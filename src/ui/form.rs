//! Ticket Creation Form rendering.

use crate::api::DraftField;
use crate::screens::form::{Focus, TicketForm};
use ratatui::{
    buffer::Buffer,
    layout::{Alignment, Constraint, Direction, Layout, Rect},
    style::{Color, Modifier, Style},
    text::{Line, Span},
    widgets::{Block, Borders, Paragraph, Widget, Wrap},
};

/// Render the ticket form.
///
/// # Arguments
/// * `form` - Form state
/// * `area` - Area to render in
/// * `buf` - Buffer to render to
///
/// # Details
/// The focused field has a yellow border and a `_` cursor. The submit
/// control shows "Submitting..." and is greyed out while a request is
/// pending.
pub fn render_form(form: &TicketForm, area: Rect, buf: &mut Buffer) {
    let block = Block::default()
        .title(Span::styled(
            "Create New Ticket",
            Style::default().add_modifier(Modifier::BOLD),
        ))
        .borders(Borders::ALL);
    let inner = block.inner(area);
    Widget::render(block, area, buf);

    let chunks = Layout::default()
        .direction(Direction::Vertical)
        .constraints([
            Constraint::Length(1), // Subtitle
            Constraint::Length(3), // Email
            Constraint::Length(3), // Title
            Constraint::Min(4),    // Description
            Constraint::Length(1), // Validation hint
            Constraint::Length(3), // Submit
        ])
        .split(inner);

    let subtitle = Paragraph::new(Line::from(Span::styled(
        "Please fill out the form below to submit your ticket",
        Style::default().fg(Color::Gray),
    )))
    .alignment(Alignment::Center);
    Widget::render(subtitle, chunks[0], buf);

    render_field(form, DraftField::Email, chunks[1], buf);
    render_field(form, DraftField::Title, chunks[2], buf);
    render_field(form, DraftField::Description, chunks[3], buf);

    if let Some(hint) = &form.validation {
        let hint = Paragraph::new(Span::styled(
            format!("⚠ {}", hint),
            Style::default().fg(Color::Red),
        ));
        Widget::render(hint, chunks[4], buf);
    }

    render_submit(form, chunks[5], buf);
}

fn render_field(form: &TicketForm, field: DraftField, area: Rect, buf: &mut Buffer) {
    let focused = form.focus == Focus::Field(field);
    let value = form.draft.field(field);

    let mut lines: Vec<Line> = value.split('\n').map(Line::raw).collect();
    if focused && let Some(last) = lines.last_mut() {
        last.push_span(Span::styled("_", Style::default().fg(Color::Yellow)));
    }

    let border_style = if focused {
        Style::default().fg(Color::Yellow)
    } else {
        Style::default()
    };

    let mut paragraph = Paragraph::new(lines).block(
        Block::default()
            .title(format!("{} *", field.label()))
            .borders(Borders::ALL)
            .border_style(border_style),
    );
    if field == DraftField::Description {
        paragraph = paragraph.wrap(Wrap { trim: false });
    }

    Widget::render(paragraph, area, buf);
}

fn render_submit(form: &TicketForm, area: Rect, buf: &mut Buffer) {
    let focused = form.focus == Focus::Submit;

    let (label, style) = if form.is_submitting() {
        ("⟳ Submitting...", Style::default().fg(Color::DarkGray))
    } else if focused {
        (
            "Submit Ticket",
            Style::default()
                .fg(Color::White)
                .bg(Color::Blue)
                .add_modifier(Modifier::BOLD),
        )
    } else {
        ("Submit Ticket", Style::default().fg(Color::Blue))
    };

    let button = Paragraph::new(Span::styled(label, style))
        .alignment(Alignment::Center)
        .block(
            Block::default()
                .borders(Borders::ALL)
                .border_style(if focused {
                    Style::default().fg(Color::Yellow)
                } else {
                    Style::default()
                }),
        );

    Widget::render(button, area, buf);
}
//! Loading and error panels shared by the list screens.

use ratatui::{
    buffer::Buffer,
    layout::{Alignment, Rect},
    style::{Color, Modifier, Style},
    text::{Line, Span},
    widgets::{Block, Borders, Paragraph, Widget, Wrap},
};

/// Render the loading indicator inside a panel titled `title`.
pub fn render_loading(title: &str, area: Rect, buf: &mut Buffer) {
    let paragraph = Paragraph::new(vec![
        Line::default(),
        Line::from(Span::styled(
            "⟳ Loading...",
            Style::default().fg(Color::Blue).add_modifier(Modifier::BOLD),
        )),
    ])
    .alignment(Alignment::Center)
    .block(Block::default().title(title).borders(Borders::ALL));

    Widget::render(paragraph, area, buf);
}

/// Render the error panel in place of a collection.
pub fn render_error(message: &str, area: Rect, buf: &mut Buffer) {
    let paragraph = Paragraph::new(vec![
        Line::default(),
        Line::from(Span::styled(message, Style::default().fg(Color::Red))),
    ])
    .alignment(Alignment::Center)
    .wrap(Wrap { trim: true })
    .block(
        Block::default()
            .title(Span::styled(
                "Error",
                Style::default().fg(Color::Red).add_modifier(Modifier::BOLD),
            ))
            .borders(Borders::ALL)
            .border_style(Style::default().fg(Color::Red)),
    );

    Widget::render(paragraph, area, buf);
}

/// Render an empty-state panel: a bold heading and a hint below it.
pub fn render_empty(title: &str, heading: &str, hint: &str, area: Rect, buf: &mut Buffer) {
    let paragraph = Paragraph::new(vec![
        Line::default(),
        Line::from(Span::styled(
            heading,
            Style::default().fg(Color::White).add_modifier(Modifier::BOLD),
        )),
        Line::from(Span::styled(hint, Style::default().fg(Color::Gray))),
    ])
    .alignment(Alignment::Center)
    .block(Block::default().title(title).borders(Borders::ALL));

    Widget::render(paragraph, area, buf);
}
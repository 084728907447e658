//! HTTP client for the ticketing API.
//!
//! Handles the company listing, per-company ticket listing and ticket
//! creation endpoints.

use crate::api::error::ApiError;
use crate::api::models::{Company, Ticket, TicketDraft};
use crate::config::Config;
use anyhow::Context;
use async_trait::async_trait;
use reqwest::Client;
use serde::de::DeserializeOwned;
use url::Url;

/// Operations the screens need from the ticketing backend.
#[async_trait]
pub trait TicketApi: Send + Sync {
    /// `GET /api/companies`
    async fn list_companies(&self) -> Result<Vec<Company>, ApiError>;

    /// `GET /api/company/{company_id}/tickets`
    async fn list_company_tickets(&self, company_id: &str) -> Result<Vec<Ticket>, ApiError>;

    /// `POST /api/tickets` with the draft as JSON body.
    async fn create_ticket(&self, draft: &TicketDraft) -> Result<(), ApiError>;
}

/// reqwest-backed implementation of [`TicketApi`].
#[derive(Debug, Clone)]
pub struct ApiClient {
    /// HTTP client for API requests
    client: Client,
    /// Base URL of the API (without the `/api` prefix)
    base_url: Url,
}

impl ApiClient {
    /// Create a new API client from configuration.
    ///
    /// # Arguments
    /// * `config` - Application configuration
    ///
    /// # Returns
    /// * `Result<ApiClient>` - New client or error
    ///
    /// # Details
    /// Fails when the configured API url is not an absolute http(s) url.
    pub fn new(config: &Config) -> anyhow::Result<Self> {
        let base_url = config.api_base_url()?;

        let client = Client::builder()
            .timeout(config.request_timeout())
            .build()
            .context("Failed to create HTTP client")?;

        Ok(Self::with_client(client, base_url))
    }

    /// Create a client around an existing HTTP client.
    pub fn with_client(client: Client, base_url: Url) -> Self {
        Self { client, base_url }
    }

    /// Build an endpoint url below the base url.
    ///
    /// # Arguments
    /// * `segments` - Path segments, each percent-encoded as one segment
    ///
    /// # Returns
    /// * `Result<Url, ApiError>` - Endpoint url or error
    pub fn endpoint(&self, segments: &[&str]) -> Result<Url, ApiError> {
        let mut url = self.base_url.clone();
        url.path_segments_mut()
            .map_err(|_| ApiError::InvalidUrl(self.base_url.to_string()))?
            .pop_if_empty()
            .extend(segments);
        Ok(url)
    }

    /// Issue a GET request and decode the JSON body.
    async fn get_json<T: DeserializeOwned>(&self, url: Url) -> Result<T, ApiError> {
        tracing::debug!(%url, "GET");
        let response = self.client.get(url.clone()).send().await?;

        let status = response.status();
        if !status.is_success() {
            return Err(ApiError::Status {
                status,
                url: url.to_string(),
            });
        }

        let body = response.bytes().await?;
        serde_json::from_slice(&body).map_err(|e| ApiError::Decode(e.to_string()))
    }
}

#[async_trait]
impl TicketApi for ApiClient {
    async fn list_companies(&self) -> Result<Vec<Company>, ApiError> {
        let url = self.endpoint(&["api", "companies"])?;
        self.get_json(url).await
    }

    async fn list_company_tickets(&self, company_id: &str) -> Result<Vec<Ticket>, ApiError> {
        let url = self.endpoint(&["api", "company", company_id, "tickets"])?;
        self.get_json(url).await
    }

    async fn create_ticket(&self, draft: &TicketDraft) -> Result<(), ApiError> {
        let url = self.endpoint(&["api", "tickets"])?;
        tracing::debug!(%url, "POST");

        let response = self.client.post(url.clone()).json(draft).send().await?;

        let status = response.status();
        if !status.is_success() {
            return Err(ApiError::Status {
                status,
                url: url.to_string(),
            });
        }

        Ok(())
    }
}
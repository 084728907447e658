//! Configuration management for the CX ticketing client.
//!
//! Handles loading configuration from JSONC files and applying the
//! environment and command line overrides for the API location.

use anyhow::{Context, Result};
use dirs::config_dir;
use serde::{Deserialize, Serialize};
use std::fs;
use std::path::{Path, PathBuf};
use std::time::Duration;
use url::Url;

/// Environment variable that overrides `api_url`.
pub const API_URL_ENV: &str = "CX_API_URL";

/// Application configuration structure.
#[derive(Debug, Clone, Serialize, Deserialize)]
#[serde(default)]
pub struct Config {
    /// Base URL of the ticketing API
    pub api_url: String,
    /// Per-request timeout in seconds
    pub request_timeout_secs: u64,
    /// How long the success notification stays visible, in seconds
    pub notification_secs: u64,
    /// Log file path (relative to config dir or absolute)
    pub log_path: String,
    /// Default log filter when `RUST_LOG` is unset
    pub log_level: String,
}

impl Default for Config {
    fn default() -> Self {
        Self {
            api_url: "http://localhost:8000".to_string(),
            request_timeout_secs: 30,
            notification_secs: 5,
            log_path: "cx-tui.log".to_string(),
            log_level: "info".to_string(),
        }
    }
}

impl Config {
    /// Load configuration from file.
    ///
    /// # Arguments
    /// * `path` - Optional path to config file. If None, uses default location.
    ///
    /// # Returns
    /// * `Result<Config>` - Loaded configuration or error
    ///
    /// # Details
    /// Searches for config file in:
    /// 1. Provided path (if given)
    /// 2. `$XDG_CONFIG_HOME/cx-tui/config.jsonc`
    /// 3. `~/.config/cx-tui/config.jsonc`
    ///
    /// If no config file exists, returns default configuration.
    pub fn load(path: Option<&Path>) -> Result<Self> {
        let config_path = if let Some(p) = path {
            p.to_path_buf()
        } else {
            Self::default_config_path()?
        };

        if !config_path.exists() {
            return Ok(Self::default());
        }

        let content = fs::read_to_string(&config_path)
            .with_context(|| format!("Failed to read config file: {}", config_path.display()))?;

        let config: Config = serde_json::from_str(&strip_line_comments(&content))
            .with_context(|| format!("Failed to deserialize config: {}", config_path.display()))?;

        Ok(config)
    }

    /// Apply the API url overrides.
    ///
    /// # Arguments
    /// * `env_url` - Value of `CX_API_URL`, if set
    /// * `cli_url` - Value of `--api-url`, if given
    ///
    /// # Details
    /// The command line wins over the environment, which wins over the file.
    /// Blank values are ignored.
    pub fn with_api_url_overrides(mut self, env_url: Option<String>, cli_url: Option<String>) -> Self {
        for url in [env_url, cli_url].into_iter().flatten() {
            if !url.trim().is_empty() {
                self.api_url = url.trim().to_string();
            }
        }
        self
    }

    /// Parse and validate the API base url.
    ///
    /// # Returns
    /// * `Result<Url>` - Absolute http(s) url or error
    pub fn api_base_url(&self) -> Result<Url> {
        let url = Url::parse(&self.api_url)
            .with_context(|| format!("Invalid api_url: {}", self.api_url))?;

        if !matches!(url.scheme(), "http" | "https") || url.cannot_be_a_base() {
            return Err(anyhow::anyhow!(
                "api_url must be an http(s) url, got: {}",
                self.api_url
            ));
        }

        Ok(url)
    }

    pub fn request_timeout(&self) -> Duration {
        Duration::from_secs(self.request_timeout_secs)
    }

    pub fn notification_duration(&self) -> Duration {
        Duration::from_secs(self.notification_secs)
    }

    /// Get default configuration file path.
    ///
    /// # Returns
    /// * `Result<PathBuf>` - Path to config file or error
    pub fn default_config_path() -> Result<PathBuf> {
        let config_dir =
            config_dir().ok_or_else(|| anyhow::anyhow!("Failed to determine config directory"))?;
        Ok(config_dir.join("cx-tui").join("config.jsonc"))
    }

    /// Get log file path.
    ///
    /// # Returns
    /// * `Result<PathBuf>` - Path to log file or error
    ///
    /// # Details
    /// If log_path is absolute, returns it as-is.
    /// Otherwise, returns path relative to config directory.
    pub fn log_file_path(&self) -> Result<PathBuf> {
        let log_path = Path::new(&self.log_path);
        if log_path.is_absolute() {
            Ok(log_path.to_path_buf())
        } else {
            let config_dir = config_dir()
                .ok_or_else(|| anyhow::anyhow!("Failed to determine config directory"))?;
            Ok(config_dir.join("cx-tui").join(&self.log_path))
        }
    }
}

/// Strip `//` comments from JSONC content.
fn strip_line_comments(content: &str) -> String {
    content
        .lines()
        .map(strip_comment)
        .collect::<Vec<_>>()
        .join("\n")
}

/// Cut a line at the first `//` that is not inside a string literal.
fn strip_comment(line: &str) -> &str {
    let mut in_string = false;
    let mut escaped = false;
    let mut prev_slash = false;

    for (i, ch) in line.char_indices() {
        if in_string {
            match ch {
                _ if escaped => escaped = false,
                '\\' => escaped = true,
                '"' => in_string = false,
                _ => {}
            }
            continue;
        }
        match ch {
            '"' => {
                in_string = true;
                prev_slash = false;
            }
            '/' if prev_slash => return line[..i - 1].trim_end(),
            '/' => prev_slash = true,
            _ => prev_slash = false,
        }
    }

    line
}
------------------------------------------------------------------------
■ Brief:
Retype the listing from its first line onward, stopping after the line that contains "pub fn render_form(form: &TicketForm, area: Rect, buf: &mut" has been retyped in full.

■ Response:
filename src/ui/form.rs
//! Ticket Creation Form rendering.

use crate::api::DraftField;
use crate::screens::form::{Focus, TicketForm};
use ratatui::{
    buffer::Buffer,
    layout::{Alignment, Constraint, Direction, Layout, Rect},
    style::{Color, Modifier, Style},
    text::{Line, Span},
    widgets::{Block, Borders, Paragraph, Widget, Wrap},
};

/// Render the ticket form.
///
/// # Arguments
/// * `form` - Form state
/// * `area` - Area to render in
/// * `buf` - Buffer to render to
///
/// # Details
/// The focused field has a yellow border and a `_` cursor. The submit
/// control shows "Submitting..." and is greyed out while a request is
/// pending.
pub fn render_form(form: &TicketForm, area: Rect, buf: &mut Buffer) {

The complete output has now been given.